Part 1: Instrumentation and Control Systems
On/Off Control
On/off controls in power plant systems refer to binary mechanisms that enable or disable the operation of specific equipment or processes to regulate power generation and manage plant components. This type of control doesn’t actually hold the variable at the setpoint but keeps the variable within proximity of the setpoint in what is known as a dead zone.
Activity: On/Off Control
Click the arrows to see images of on/off control.
To ensure accurate measurement, pressure changes need to be amplified. This amplification is achieved through the utilization of a pneumatic amplifier, also known as a relay. The pneumatic amplifier enhances the magnitude of the pressure change, allowing for more precise measurements to be taken.
Activity: Pneumatic Relay
Click the image hotspots to learn more about pneumatic relays.
When the nozzle is covered: the pressure in the associated chamber builds up, causing the conical valve to close the exhaust port and the ball valve to allow air to flow from the supply to the output port so that the output pressure rises.
When the nozzle is uncovered: the flexible diaphragm moves to that the ball valve restricts the flow of air from the supply. At the same time the conical calve moves off its seat, opening the exhaust so that the output pressure falls.
On/Off control involves a control signal that is either 0% or 100%. Achieving precise control at the setpoint may be challenging, so a deadband is incorporated. This type of control is useful for large, slow systems, particularly those with electric heaters. The deadband prevents frequent switching and helps maintain a stable temperature.
Proportional Control
Corrective Action is proportional to the amount of error. Output is modulated rather than operating in a repeating on/off cycle.
Activity: Proportional Control Amplifier
Complete the activity below to learn more about proportional control amplifiers.
Activity: Proportional Control
Click the arrows to view images of proportional controls.

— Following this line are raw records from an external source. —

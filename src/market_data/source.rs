use std::collections::HashMap;

use crate::error::ValuationError;

/// Prices keyed by source symbol, then by target currency.
pub type QuoteTable = HashMap<String, HashMap<String, f64>>;

/// A ticker service that can price many symbols in one round trip.
#[async_trait::async_trait]
pub trait PriceSource: Send + Sync {
    /// Fetch the price of every symbol in every currency with a single request.
    ///
    /// Implementations return what the service answered; completeness is
    /// checked by [`super::fetch_snapshot`].
    async fn fetch_quotes(
        &self,
        symbols: &[String],
        currencies: &[String],
    ) -> Result<QuoteTable, ValuationError>;

    fn name(&self) -> &str;
}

Proportional control operates by adjusting the control valve in proportion to the deviation between the actual water level and the desired set point. However, the set point can only be maintained under a specific load condition.
Although stable control can be achieved between points A and C, any load that causes a difference in the water level from point B will consistently introduce an offset. This means that the control system will not be able to maintain the exact set point when operating under different load conditions.
The image below demonstrates the relationship between P-band and offset.
Proportional Gain
The proportional gain refers to the ratio of the change in the controller’s output to the change in the measured variable. In a control system, the controller adjusts its output in proportion to the error between the setpoint (SP) and the process output (PV). This means that the magnitude of the controller’s movement is directly related to the difference between the desired setpoint and the actual process output. Mathematically, the proportional gain is determined by dividing the change in the controller’s output by the change in the input or measured variable.
Activity: Controller Offset
Click the arrows to view the difference between low gain and high gain.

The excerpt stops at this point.